My fingers are curled into the bench, turning red, then white. “That I’m not womanly enough. Maybe I don’t want kids. Maybe I don’t even want to get married someday. Is it so bad to want to live alone from time to time?”

Crack!

Shit! I feel that one! What, Ira, did I strike a nerve with talk of marriage? Or was it the kids? I remember how much your mother wouldn’t shut the hell up about grandbabies. You’re an only child, right? Well, so am I. Suck it up. We can ruin our family lines together, the Bonnie and Clyde of genealogy, the Paul Bunyan and Babe the Big Blue Ox of family trees… well, shit, that’s nowhere near as sexy, but you get my point, Ira. You get my fucking point.

“What else, Katie?”

Once my legs stop shaking from the last impact, I say, “I feel guilty about turning into a switch. What if the other Dommes don’t want to work with me anymore? What if I’m turning traitor? I don’t want to lose my friends and acquaintances because I’m finally embracing who I am. I can be a Domme and your sub.”

Crack!

I think I’ve got the point now.

My ass is raw beneath my corset. Ira balances the crop on my back and steps away, turning to the audience. She slowly unbuttons her shirt.

I contain a new cry. She’s going to do it. Fulfill her promise.

“I have a confession to make too,” Ira says, letting her shirt hang open. She’s not binding. It wouldn’t work with our plan, just like one of her sports bras would be counterintuitive. So there she is, breasts bare to a world that hardly knew she had any. “I’ve been selfish. A real asshole, depending on who you ask.” She glances in the direction of Eve’s table. “From the beginning, I’ve asked Katie to do nothing but give to me, and I’ve done nothing but take from her. I took from her until she barely knew who she was anymore. For that, I am sorry. But, you see, I had some things to figure out about myself as well. For one, I had to ask myself how far I was willing to compromise with a fellow Domme. Was it love, or was it me acting like a proud fool for doing what it’s done to her?”
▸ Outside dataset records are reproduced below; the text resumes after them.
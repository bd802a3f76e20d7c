//! Connection registry: which connections are attached and which rooms each
//! one belongs to.
//!
//! Rooms are not objects of their own. A room is an entry in a
//! `RoomId -> members` map that appears on the first join and is removed as
//! soon as its last member leaves or detaches.
//!
//! All state sits behind one lock, so every mutation and the recipient
//! snapshot it returns are taken atomically. A connection id is in a room's
//! member set if and only if the room is in that connection's room set.

use std::collections::{HashMap, HashSet};

use parking_lot::RwLock;
use rendezvous_proto::event::ServerEvent;
use rendezvous_proto::id::{ConnectionId, RoomId};
use tokio::sync::mpsc;
use tokio::sync::mpsc::error::TrySendError;

/// Items pushed to a connection's socket writer.
#[derive(Debug, Clone, PartialEq)]
pub enum Outbound {
    /// Encode and send this event.
    Event(ServerEvent),
    /// Send a close frame and stop writing.
    Close,
}

/// Sending half of a connection's outbound queue.
pub type Outbox = mpsc::Sender<Outbound>;

/// Events a connection's outbox holds before further deliveries are dropped.
pub const OUTBOX_CAPACITY: usize = 256;

/// Errors returned by registry operations.
#[derive(Debug, Clone, PartialEq, Eq, thiserror::Error)]
pub enum RegistryError {
    /// The connection is not (or no longer) attached.
    #[error("unknown connection {0}")]
    UnknownConnection(ConnectionId),
}

/// A room member together with the handle used to deliver to it.
#[derive(Debug, Clone)]
pub struct Recipient {
    id: ConnectionId,
    outbox: Outbox,
}

impl Recipient {
    /// The member's connection id.
    #[must_use]
    pub const fn id(&self) -> ConnectionId {
        self.id
    }

    /// Queues `event` for this member without waiting.
    ///
    /// Returns `false` and drops the event if the member's outbox is full or
    /// its writer has already gone away.
    pub fn deliver(&self, event: ServerEvent) -> bool {
        match self.outbox.try_send(Outbound::Event(event)) {
            Ok(()) => true,
            Err(TrySendError::Full(_)) => {
                tracing::warn!(conn_id = %self.id, "outbox full, event dropped");
                false
            }
            Err(TrySendError::Closed(_)) => {
                tracing::debug!(conn_id = %self.id, "outbox closed, event dropped");
                false
            }
        }
    }
}

/// Members of one room as seen at a single point in time.
#[derive(Debug, Clone)]
pub struct RoomSnapshot {
    /// The room the snapshot was taken of.
    pub room: RoomId,
    /// Members at the time of the snapshot.
    pub members: Vec<Recipient>,
}

impl RoomSnapshot {
    /// Ids of every member in the snapshot.
    #[must_use]
    pub fn member_ids(&self) -> HashSet<ConnectionId> {
        self.members.iter().map(Recipient::id).collect()
    }

    /// Members other than `sender`.
    pub fn others(&self, sender: ConnectionId) -> impl Iterator<Item = &Recipient> {
        self.members.iter().filter(move |m| m.id != sender)
    }
}

struct Connection {
    rooms: HashSet<RoomId>,
    outbox: Outbox,
}

#[derive(Default)]
struct Inner {
    connections: HashMap<ConnectionId, Connection>,
    rooms: HashMap<RoomId, HashSet<ConnectionId>>,
    closing: bool,
}

impl Inner {
    fn snapshot(&self, room: &RoomId) -> RoomSnapshot {
        let members = self
            .rooms
            .get(room)
            .map(|ids| {
                ids.iter()
                    .filter_map(|id| {
                        self.connections.get(id).map(|conn| Recipient {
                            id: *id,
                            outbox: conn.outbox.clone(),
                        })
                    })
                    .collect()
            })
            .unwrap_or_default();
        RoomSnapshot {
            room: room.clone(),
            members,
        }
    }

    fn remove_member(&mut self, room: &RoomId, id: ConnectionId) {
        if let Some(members) = self.rooms.get_mut(room) {
            members.remove(&id);
            if members.is_empty() {
                self.rooms.remove(room);
            }
        }
    }
}

/// Authoritative record of attached connections and room membership.
#[derive(Default)]
pub struct ConnectionRegistry {
    inner: RwLock<Inner>,
}

impl ConnectionRegistry {
    /// Creates an empty registry.
    #[must_use]
    pub fn new() -> Self {
        Self::default()
    }

    /// Attaches a new connection and returns its freshly allocated id.
    ///
    /// After [`close_all`](Self::close_all) the new connection is asked to
    /// close straight away.
    pub fn attach(&self, outbox: Outbox) -> ConnectionId {
        let mut inner = self.inner.write();
        let mut id = ConnectionId::new();
        while inner.connections.contains_key(&id) {
            id = ConnectionId::new();
        }
        if inner.closing {
            tracing::info!(conn_id = %id, "registry closing, closing new connection");
            let _ = outbox.try_send(Outbound::Close);
        }
        inner.connections.insert(
            id,
            Connection {
                rooms: HashSet::new(),
                outbox,
            },
        );
        id
    }

    /// Adds `id` to `room`, returning the room's members after the join.
    ///
    /// Joining a room twice is allowed and leaves membership unchanged.
    ///
    /// # Errors
    ///
    /// Returns [`RegistryError::UnknownConnection`] if `id` is not attached.
    pub fn join(&self, id: ConnectionId, room: &RoomId) -> Result<RoomSnapshot, RegistryError> {
        let mut inner = self.inner.write();
        let conn = inner
            .connections
            .get_mut(&id)
            .ok_or(RegistryError::UnknownConnection(id))?;
        conn.rooms.insert(room.clone());
        inner.rooms.entry(room.clone()).or_default().insert(id);
        Ok(inner.snapshot(room))
    }

    /// Removes `id` from `room`, returning the remaining members.
    ///
    /// Returns `Ok(None)` when `id` was not a member of `room`.
    ///
    /// # Errors
    ///
    /// Returns [`RegistryError::UnknownConnection`] if `id` is not attached.
    pub fn leave(
        &self,
        id: ConnectionId,
        room: &RoomId,
    ) -> Result<Option<RoomSnapshot>, RegistryError> {
        let mut inner = self.inner.write();
        let conn = inner
            .connections
            .get_mut(&id)
            .ok_or(RegistryError::UnknownConnection(id))?;
        if !conn.rooms.remove(room) {
            return Ok(None);
        }
        inner.remove_member(room, id);
        Ok(Some(inner.snapshot(room)))
    }

    /// Removes `id` entirely, returning every room it belonged to along with
    /// that room's remaining members.
    ///
    /// # Errors
    ///
    /// Returns [`RegistryError::UnknownConnection`] if `id` is not attached,
    /// including when it was already detached.
    pub fn detach(&self, id: ConnectionId) -> Result<Vec<RoomSnapshot>, RegistryError> {
        let mut inner = self.inner.write();
        let conn = inner
            .connections
            .remove(&id)
            .ok_or(RegistryError::UnknownConnection(id))?;

        let mut rooms: Vec<RoomId> = conn.rooms.into_iter().collect();
        rooms.sort();
        let snapshots = rooms
            .iter()
            .map(|room| {
                inner.remove_member(room, id);
                inner.snapshot(room)
            })
            .collect();
        drop(inner);
        Ok(snapshots)
    }

    /// Ids of the current members of `room`. Empty for unknown rooms.
    #[must_use]
    pub fn members_of(&self, room: &RoomId) -> HashSet<ConnectionId> {
        self.inner.read().rooms.get(room).cloned().unwrap_or_default()
    }

    /// Snapshot of `room` taken on behalf of `requester`.
    ///
    /// The requester does not need to be a member of `room`, only attached.
    ///
    /// # Errors
    ///
    /// Returns [`RegistryError::UnknownConnection`] if `requester` is not
    /// attached.
    pub fn snapshot_for(
        &self,
        requester: ConnectionId,
        room: &RoomId,
    ) -> Result<RoomSnapshot, RegistryError> {
        let inner = self.inner.read();
        if !inner.connections.contains_key(&requester) {
            return Err(RegistryError::UnknownConnection(requester));
        }
        Ok(inner.snapshot(room))
    }

    /// Rooms `id` currently belongs to, or `None` if it is not attached.
    #[must_use]
    pub fn rooms_of(&self, id: ConnectionId) -> Option<HashSet<RoomId>> {
        self.inner
            .read()
            .connections
            .get(&id)
            .map(|conn| conn.rooms.clone())
    }

    /// Returns `true` if `id` is attached.
    #[must_use]
    pub fn is_attached(&self, id: ConnectionId) -> bool {
        self.inner.read().connections.contains_key(&id)
    }

    /// Number of attached connections.
    #[must_use]
    pub fn connection_count(&self) -> usize {
        self.inner.read().connections.len()
    }

    /// Number of rooms with at least one member.
    #[must_use]
    pub fn room_count(&self) -> usize {
        self.inner.read().rooms.len()
    }

    /// Asks every attached connection's writer to close its socket, and
    /// every connection attached from now on as well.
    pub fn close_all(&self) {
        let mut inner = self.inner.write();
        inner.closing = true;
        for (id, conn) in &inner.connections {
            tracing::info!(conn_id = %id, "sending close frame to client");
            if let Err(TrySendError::Full(_)) = conn.outbox.try_send(Outbound::Close) {
                tracing::warn!(conn_id = %id, "outbox full, close frame not queued");
            }
        }
    }
}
My body is shaking again, but it’s not from subsiding pain. It’s anticipation.

When Ira takes off her shirt and tosses it aside, I’m grinning.

There, on her bare back, is what I left on her with a long-lasting marker. It’s not subtle. I practically graffitied her skin with the intent of showing the world…

…That she belongs to me.

That I’ve marked her.

There are some murmurs loud enough for me to hear. I don’t know what they’re saying. I don’t know their tone. All I know is that Ira Mathison is gorgeous with my initials emblazoned on her back, the same mark I’ve left on others before. They all know what it means.

I’ve Topped her. Maybe only once. Maybe every night. They don’t know. It doesn’t matter. Ira did this for me. It may not have been what she craved for deep inside, but she did it for me. She gave back. She explored that side of herself with me. She asked for it. She played along. She proved that she was listening and would do anything to have me.

If that’s not love, then what the hell is!

Ira snatches the crop off my back and stands behind me. “Who wouldn’t want to worship this goddess? What prince wouldn’t sit at the feet of this Queen? She may bend before me today, but Kathleen Allen has not forgotten her other self. That’s how much I love her.”

Tears hit my chin. I can’t believe this is happening.

“I love you too,” I say. “I love you so much it makes me feel guilty and ashamed, because how can I love another Domme?”

Crack!

Fuck. Me.

“I’ve asked myself the same question,” Ira says, breathless. “How could I fall in love with you?”

This time when the crop hits my ass, I feel the frustration in both of us.